Les mots « pour ne plus avoir notre langue dans nos poches » viennent d’un poème de Jean Marc Dalpé. Dans un échange de courriels avec ONFR+, ce dernier refuse de prendre le crédit. « Je crois qu’il serait plus vrai de dire que nous, les artistes de notre génération, nous sommes inspirés les uns les autres. Nous étions tous portés par un élan de solidarité et de contestation en réaction à une culture dominante qui voulait nous ignorer, voire nous faire disparaître. »
Cette fierté identitaire est toujours bien ancrée chez François Dubé. Même s’il a habité une bonne partie de sa vie à Montréal et Gatineau, il n’aime pas que les médias le qualifient de « pianiste québécois ». « Je suis Franco-Ontarien. Je suis né à Ottawa, j’ai étudié là. Mes parents ont acheté une maison à Hull parce que les terrains étaient deux à trois fois moins chers, mais j’étais tout le temps rendu à Ottawa. »

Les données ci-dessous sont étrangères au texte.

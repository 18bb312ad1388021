use super::HarvestFilter;

/// Query for `GET /time_entries`. Dates are the caller's local civil dates.
#[derive(Debug, Clone, PartialEq)]
pub struct TimeEntryFilter {
    pub from: chrono::NaiveDate,
    pub to: chrono::NaiveDate,
    pub user_id: Option<u64>,
    pub page: Option<u32>,
}

impl TimeEntryFilter {
    pub fn new(from: chrono::NaiveDate, to: chrono::NaiveDate) -> Self {
        Self {
            from,
            to,
            user_id: None,
            page: None,
        }
    }

    pub fn single_day(day: chrono::NaiveDate) -> Self {
        Self::new(day, day)
    }

    pub fn with_user_id(mut self, user_id: u64) -> Self {
        self.user_id = Some(user_id);
        self
    }

    pub fn with_page(mut self, page: u32) -> Self {
        self.page = Some(page);
        self
    }
}

impl HarvestFilter for TimeEntryFilter {
    fn as_query_string(&self) -> String {
        let mut query = format!(
            "from={}&to={}",
            self.from.format("%Y-%m-%d"),
            self.to.format("%Y-%m-%d")
        );
        if let Some(user_id) = self.user_id {
            query.push_str(&format!("&user_id={}", user_id));
        }
        if let Some(page) = self.page {
            query.push_str(&format!("&page={}", page));
        }
        query
    }
}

Mehdi Cayenne explique à quel point Notre place est ancrée dans la communauté. « C’est une chanson qui me fait penser à Paul Demers, aux multiples fois où l’on a eu la chance de se croiser, et aussi à tous les endroits qui représentent notre place justement, l’Ontario francophone. Ça m’évoque des lieux, des territoires, des gens. »
L’ami Paul
L’intronisation de la chanson Notre place est encore plus significative pour les gens qui ont côtoyé Paul Demers.
Jean Marc Dalpé exprime : « Très content pour mon ami qui n’est plus ici. (…) Paul était une des voix importantes de la lutte. Il était de toutes les fêtes. »
François Dubé parle de jovialité. « Il n’y avait jamais de problème, avec Paul. Je ne l’ai jamais vu fâché. Il y avait quelque chose de pacifique en lui. »
Robert Paquette souligne l’importance de donner le crédit aux deux créateurs. Il se rappelle de Paul comme d’un « être extraordinaire. C’était un très bon auteur-compositeur. D’être intronisé au PACC, c’est un honneur. On n’est pas 100 000 là-dedans », souligne celui dont la chanson Bleu et blanc a été intronisée en 2018. François Dubé souligne que la présence de cette chanson au PACC la fera voyager à travers le Canada, dont au Québec, ce qui contribuera à mettre en lumière la communauté franco-ontarienne.
La logique du Trille Or
François Dubé et Paul Demers ont fait partie des fondateurs de l’APCM. Le directeur actuel, Thomas Kriner, est heureux d’introniser la chanson lors du gala Trille Or. « Ça tombe sous le sens. C’est un hymne connu et reconnu en Ontario, qui vient célébrer des artistes membres ou anciennement membres de l’APCM. Ça amène un prestige supplémentaire. »
En 2021, les chansons Baie Sainte-Marie et Dimanche après-midi du groupe CANO avaient été intronisées pendant le gala Trille Or. L’édition 2023 se tiendra du 7 au 9 septembre.